Economic activity requires concentration. This is why the most expensive time slots for advertising are when the most people are watching. The most expensive real estate is where the most people are. The shopping mall was a natural reaction to big roads undermining the convergence or concentration of people. But, the shopping mall is largely being undone by the same issue, its disconnection from the rest of the urban fabric.

Roads are important delivery systems for concentration. However, if the road isn't "tamed" to be more pedestrian friendly, then it undermines concentration. It becomes an agent of dispersal rather than concentration. Residential then disperses because the preponderance of unsafe, undesirable, inhumane roads. Then retail has no choice but to follow the pattern of dispersal, reducing cross-shopping, concentration, and vitality.

Also, if the road isn't "tamed" then any "urban" development nearby have to effectively turn their back on the road.
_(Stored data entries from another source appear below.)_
//! CLI module for teamplan - command-line interface and subcommands.
//!
//! Provides the main entry point with subcommands for planning one or all
//! teams, listing teams and validating a snapshot.

pub mod commands;

pub use commands::Cli;
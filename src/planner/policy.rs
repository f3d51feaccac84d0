//! Replaceable planning policies.
//!
//! Three decisions are policy rather than algorithm and can be swapped per
//! engine:
//! - **AssigneeSelector**: which eligible member takes a phase
//! - **CycleBreakPolicy**: which edge of a dependency cycle is dropped
//! - **ConfidencePolicy**: how warnings map to a forecast confidence

use serde::{Deserialize, Serialize};
use std::fmt;

use crate::domain::{Role, TeamMember, WarningKind, compare_keys};

/// A member eligible for a phase, with the load committed so far
#[derive(Debug, Clone, Copy)]
pub struct Candidate<'a> {
    pub member: &'a TeamMember,
    pub committed_minutes: u32,
}

/// Picks the assignee for a phase
pub trait AssigneeSelector: Send + Sync {
    /// Index into `candidates`, or `None` to leave the phase unassigned.
    /// `candidates` is never empty.
    fn select(&self, role: Role, candidates: &[Candidate<'_>]) -> Option<usize>;
}

/// Greedy load balancing: lowest committed load, ties by account id
#[derive(Debug, Clone, Copy, Default)]
pub struct LeastLoaded;

impl AssigneeSelector for LeastLoaded {
    fn select(&self, _role: Role, candidates: &[Candidate<'_>]) -> Option<usize> {
        candidates
            .iter()
            .enumerate()
            .min_by(|(_, a), (_, b)| {
                a.committed_minutes
                    .cmp(&b.committed_minutes)
                    .then_with(|| a.member.account_id.cmp(&b.member.account_id))
            })
            .map(|(idx, _)| idx)
    }
}

/// One `from blockedBy to` edge on a detected cycle
#[derive(Debug, Clone, Copy)]
pub struct CycleEdge<'a> {
    pub from_key: &'a str,
    pub from_score: f64,
    pub to_key: &'a str,
}

/// Chooses the edge that breaks a dependency cycle
pub trait CycleBreakPolicy: Send + Sync {
    /// Index into `edges` of the edge to drop. `edges` is never empty.
    fn choose(&self, edges: &[CycleEdge<'_>]) -> usize;
}

/// Drop the edge whose blocked item has the lowest autoScore; ties drop the
/// edge from the item with the greatest key.
#[derive(Debug, Clone, Copy, Default)]
pub struct LowestScoreSource;

impl CycleBreakPolicy for LowestScoreSource {
    fn choose(&self, edges: &[CycleEdge<'_>]) -> usize {
        edges
            .iter()
            .enumerate()
            .min_by(|(_, a), (_, b)| {
                a.from_score
                    .total_cmp(&b.from_score)
                    .then_with(|| compare_keys(b.from_key, a.from_key))
            })
            .map(|(idx, _)| idx)
            .unwrap_or(0)
    }
}

/// Coarse forecast reliability
#[derive(Debug, Clone, Copy, PartialEq, Eq, PartialOrd, Ord, Serialize, Deserialize)]
#[serde(rename_all = "UPPERCASE")]
pub enum Confidence {
    Low,
    Medium,
    High,
}

impl fmt::Display for Confidence {
    fn fmt(&self, f: &mut fmt::Formatter<'_>) -> fmt::Result {
        let s = match self {
            Confidence::Low => "LOW",
            Confidence::Medium => "MEDIUM",
            Confidence::High => "HIGH",
        };
        f.write_str(s)
    }
}

/// Maps the warnings touching an epic to a confidence label
pub trait ConfidencePolicy: Send + Sync {
    fn confidence(&self, kinds: &[WarningKind]) -> Confidence;
}

/// HIGH without capacity or cycle warnings, MEDIUM with only capacity
/// warnings, LOW once a cycle is involved.
#[derive(Debug, Clone, Copy, Default)]
pub struct WarningConfidence;

impl ConfidencePolicy for WarningConfidence {
    fn confidence(&self, kinds: &[WarningKind]) -> Confidence {
        if kinds.contains(&WarningKind::CircularDependency) {
            Confidence::Low
        } else if kinds.contains(&WarningKind::NoCapacity) {
            Confidence::Medium
        } else {
            Confidence::High
        }
    }
}
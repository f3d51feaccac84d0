//! CLI command definitions using clap.
//!
//! Defines the main CLI structure and subcommands:
//! - plan: plan one team
//! - plan-all: plan every team in the snapshot in parallel
//! - teams: list teams and members
//! - validate: load and check a snapshot

use chrono::NaiveDate;
use clap::{Parser, Subcommand};
use std::path::PathBuf;

use crate::config::OutputFormat;

/// Teamplan - capacity-constrained delivery planning
#[derive(Parser, Debug)]
#[command(name = "teamplan")]
#[command(author, version, about, long_about = None)]
pub struct Cli {
    /// Optional config file path
    #[arg(short, long, global = true)]
    pub config: Option<PathBuf>,

    /// Snapshot file, overriding the configured path
    #[arg(short, long, global = true)]
    pub snapshot: Option<PathBuf>,

    /// Verbose output
    #[arg(short, long, global = true)]
    pub verbose: bool,

    /// Subcommand to execute
    #[command(subcommand)]
    pub command: Commands,
}

impl Cli {
    /// Check if verbose mode is enabled
    pub fn is_verbose(&self) -> bool {
        self.verbose
    }
}

/// Main subcommands
#[derive(Subcommand, Debug)]
pub enum Commands {
    /// Plan a single team
    Plan {
        /// Team id to plan
        #[arg(short, long)]
        team: String,

        /// Planning date (YYYY-MM-DD), defaults to today
        #[arg(short, long)]
        date: Option<NaiveDate>,

        /// Output format, overriding the configured one
        #[arg(short, long, value_enum)]
        format: Option<OutputFormat>,
    },

    /// Plan every team in the snapshot
    PlanAll {
        /// Planning date (YYYY-MM-DD), defaults to today
        #[arg(short, long)]
        date: Option<NaiveDate>,

        /// Output format, overriding the configured one
        #[arg(short, long, value_enum)]
        format: Option<OutputFormat>,
    },

    /// List teams and their members
    Teams,

    /// Load and validate the snapshot
    Validate,
}
//! Teamplan - capacity-constrained delivery planning
//!
//! Teamplan turns a team's prioritized backlog of epics, stories and role
//! phases into a deterministic day-by-day plan that respects member capacity,
//! the SA -> DEV -> QA pipeline, cross-story dependencies and WIP limits.

pub mod calendar;
pub mod competency;
pub mod domain;
pub mod error;
pub mod planner;
pub mod snapshot;

pub use error::{PlanError, Result};
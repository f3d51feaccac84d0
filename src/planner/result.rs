//! Planning result types
//!
//! The produced plan, as consumed by the API layer and the simulation
//! harness. All maps are ordered so a serialized plan is byte-stable.

use chrono::NaiveDate;
use serde::{Deserialize, Serialize};
use sha2::{Digest, Sha256};
use std::collections::BTreeMap;

use crate::domain::{PlanningWarning, Role};
use crate::error::Result;
use crate::planner::policy::Confidence;

/// Where and by whom one role's phase of a story gets done
#[derive(Debug, Clone, PartialEq, Serialize, Deserialize)]
#[serde(rename_all = "camelCase")]
pub struct PhaseSchedule {
    pub assignee_id: Option<String>,
    pub start_date: Option<NaiveDate>,
    pub end_date: Option<NaiveDate>,
    /// Allocated hours, or the unallocated estimate when `no_capacity`
    pub hours: f64,
    pub no_capacity: bool,
}

impl PhaseSchedule {
    pub fn no_capacity(hours: f64) -> Self {
        Self {
            assignee_id: None,
            start_date: None,
            end_date: None,
            hours,
            no_capacity: true,
        }
    }

    /// A zero-length phase pinned to `day`
    pub fn zero_duration(day: NaiveDate) -> Self {
        Self {
            assignee_id: None,
            start_date: Some(day),
            end_date: Some(day),
            hours: 0.0,
            no_capacity: false,
        }
    }
}

#[derive(Debug, Clone, Default, PartialEq, Serialize, Deserialize)]
pub struct StoryPhases {
    #[serde(default, skip_serializing_if = "Option::is_none")]
    pub sa: Option<PhaseSchedule>,
    #[serde(default, skip_serializing_if = "Option::is_none")]
    pub dev: Option<PhaseSchedule>,
    #[serde(default, skip_serializing_if = "Option::is_none")]
    pub qa: Option<PhaseSchedule>,
}

impl StoryPhases {
    pub fn get(&self, role: Role) -> Option<&PhaseSchedule> {
        match role {
            Role::Sa => self.sa.as_ref(),
            Role::Dev => self.dev.as_ref(),
            Role::Qa => self.qa.as_ref(),
        }
    }

    pub fn set(&mut self, role: Role, schedule: PhaseSchedule) {
        let slot = match role {
            Role::Sa => &mut self.sa,
            Role::Dev => &mut self.dev,
            Role::Qa => &mut self.qa,
        };
        *slot = Some(schedule);
    }

    /// Scheduled phases in pipeline order
    pub fn iter(&self) -> impl Iterator<Item = (Role, &PhaseSchedule)> {
        Role::PIPELINE
            .into_iter()
            .filter_map(move |role| self.get(role).map(|p| (role, p)))
    }

    pub fn start_date(&self) -> Option<NaiveDate> {
        self.iter().filter_map(|(_, p)| p.start_date).min()
    }

    pub fn end_date(&self) -> Option<NaiveDate> {
        self.iter().filter_map(|(_, p)| p.end_date).max()
    }
}

#[derive(Debug, Clone, PartialEq, Serialize, Deserialize)]
#[serde(rename_all = "camelCase")]
pub struct PlannedStory {
    pub story_key: String,
    pub summary: String,
    pub status: String,
    pub auto_score: f64,
    pub phases: StoryPhases,
    pub start_date: Option<NaiveDate>,
    pub end_date: Option<NaiveDate>,
    pub total_estimate_seconds: u64,
    pub total_logged_seconds: u64,
    pub progress_percent: f64,
    pub blocked_by: Vec<String>,
    pub warnings: Vec<PlanningWarning>,
}

/// Per-role rollup inside an epic
#[derive(Debug, Clone, Default, PartialEq, Serialize, Deserialize)]
#[serde(rename_all = "camelCase")]
pub struct RoleAggregate {
    pub hours: f64,
    pub start_date: Option<NaiveDate>,
    pub end_date: Option<NaiveDate>,
}

#[derive(Debug, Clone, PartialEq, Serialize, Deserialize)]
#[serde(rename_all = "camelCase")]
pub struct PlannedEpic {
    pub epic_key: String,
    pub summary: String,
    pub auto_score: f64,
    pub start_date: Option<NaiveDate>,
    pub end_date: Option<NaiveDate>,
    pub stories: Vec<PlannedStory>,
    pub phase_aggregation: BTreeMap<Role, RoleAggregate>,
    pub status: String,
    pub due_date: Option<NaiveDate>,
    pub progress_percent: f64,
    pub stories_total: usize,
    pub stories_active: usize,
    pub confidence: Confidence,
    /// Positive means projected late
    pub due_date_delta_days: Option<i64>,
    /// When the epic got a WIP slot
    pub admitted_on: Option<NaiveDate>,
    pub queue_position: Option<u32>,
    pub queued_until: Option<NaiveDate>,
}

#[derive(Debug, Clone, PartialEq, Serialize, Deserialize)]
#[serde(rename_all = "camelCase")]
pub struct AssigneeUtilization {
    pub display_name: String,
    pub role: Role,
    pub total_hours: f64,
    pub effective_hours_per_day: f64,
    pub daily_load: BTreeMap<NaiveDate, f64>,
}

#[derive(Debug, Clone, PartialEq, Serialize, Deserialize)]
#[serde(rename_all = "camelCase")]
pub struct QueuedEpic {
    pub epic_key: String,
    pub queue_position: u32,
    /// When the slot this epic takes is expected to free
    pub queued_until: NaiveDate,
}

#[derive(Debug, Clone, Default, PartialEq, Serialize, Deserialize)]
#[serde(rename_all = "camelCase")]
pub struct RoleUtilization {
    pub limit: Option<u32>,
    pub members: usize,
    pub peak_active: u32,
    pub capacity_hours: f64,
    pub assigned_hours: f64,
    pub unallocated_hours: f64,
    pub utilization_percent: f64,
}

#[derive(Debug, Clone, Copy, PartialEq, Eq, Serialize, Deserialize)]
#[serde(rename_all = "UPPERCASE")]
pub enum AlertKind {
    Idle,
    Overload,
}

#[derive(Debug, Clone, PartialEq, Serialize, Deserialize)]
#[serde(rename_all = "camelCase")]
pub struct WipAlert {
    pub kind: AlertKind,
    pub role: Role,
    pub message: String,
}

/// WIP and queue telemetry for one team
#[derive(Debug, Clone, Default, PartialEq, Serialize, Deserialize)]
#[serde(rename_all = "camelCase")]
pub struct WipReport {
    pub team_limit: u32,
    /// Epics admitted at the planning date, in admission order
    pub admitted: Vec<String>,
    pub queued: Vec<QueuedEpic>,
    pub peak_concurrent_epics: u32,
    pub roles: BTreeMap<Role, RoleUtilization>,
    pub alerts: Vec<WipAlert>,
}

#[derive(Debug, Clone, PartialEq, Serialize, Deserialize)]
#[serde(rename_all = "camelCase")]
pub struct PlanningResult {
    pub team_id: String,
    pub planning_date: NaiveDate,
    pub epics: Vec<PlannedEpic>,
    pub warnings: Vec<PlanningWarning>,
    pub assignee_utilization: BTreeMap<String, AssigneeUtilization>,
    pub wip: WipReport,
}

impl PlanningResult {
    pub fn epic(&self, key: &str) -> Option<&PlannedEpic> {
        self.epics.iter().find(|e| e.epic_key == key)
    }

    pub fn story(&self, key: &str) -> Option<&PlannedStory> {
        self.epics
            .iter()
            .flat_map(|e| e.stories.iter())
            .find(|s| s.story_key == key)
    }

    pub fn stories(&self) -> impl Iterator<Item = &PlannedStory> {
        self.epics.iter().flat_map(|e| e.stories.iter())
    }

    pub fn to_json(&self) -> Result<String> {
        Ok(serde_json::to_string_pretty(self)?)
    }

    /// SHA-256 over the canonical JSON; equal plans share a fingerprint
    pub fn fingerprint(&self) -> Result<String> {
        let bytes = serde_json::to_vec(self)?;
        Ok(hex::encode(Sha256::digest(&bytes)))
    }
}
The cutting edge in urban planning is showing that this too is not effectively allowing properties to reach their highest and best use or value. Studies reveal that for every deviation from a main stem or axis (the turning off of an arterial) shows a correlated reduction in real estate value.
(Some even suggest that every slight turn of a street may as well, but this can also be compensated by improved place and character of winding streets.)

This is why before assembly line, industrialization, and theoretical planning, et al began undermining thousands of years of adapted city evolution, that real estate value and density clustered along the "High" Street or "Main" Street.

On the other hand, the current design of our streets also reduces adjacent value. Developers, whether for residential, retail, or mixed-use want to be near the concentration that arterials provide, but also want to be nowhere near them.

20th century transportation policies have put the "economy of place" at odds with the "movement economy" undermining economic activity, efficiency, and value.

Thursday, April 8, 2010

On Choice, Highways, and Pulling People from the Dark Age



From The Genius of the Beast by Howard Bloom in a chapter entitled Choice Production, one of my favorite recent subjects. In it he discusses the ending of the Dark Ages via intercity trade reemerging in "fairs" or markets of European cities and the role that vestigial Roman "continent-spanning trade hookups" aka roads played in pulling the continent out of the Dark Age, or what he argues was a malady of the mind and coercive policies/directives that enforced a disconnected world of censorship turning all minds into black holes rather than burning stars:
Traveling merchants gave you the chance to buy a glass vase from Byzantium or a steel knife from Spain. Like any good thing, choice in overdose can be a poison. But in moderate amounts, choice gives you a sense of control. And a sense of control ups the power of your immune system, boosts alertness in your brain, and stimulates new brain cells to grow.
Today, I would (and have) argued that we at the same time have both too much and too limited choice for markets of choice and commerce to properly function. This also applies to transportation, as I wrote here:
Currently in many cities, American ones in particular (and especially in Dallas), all roads lead to highways. Highways are literally the one place where all ages from 16-80 (and younger for passengers), all incomes, all backgrounds, converge and interact. Except that interaction is hardly a compassionate or courteous one. We forget all of our cultural mores for acceptable behavior when somebody is cutting us off to make the exit. Gotta get to work to push that paper on time!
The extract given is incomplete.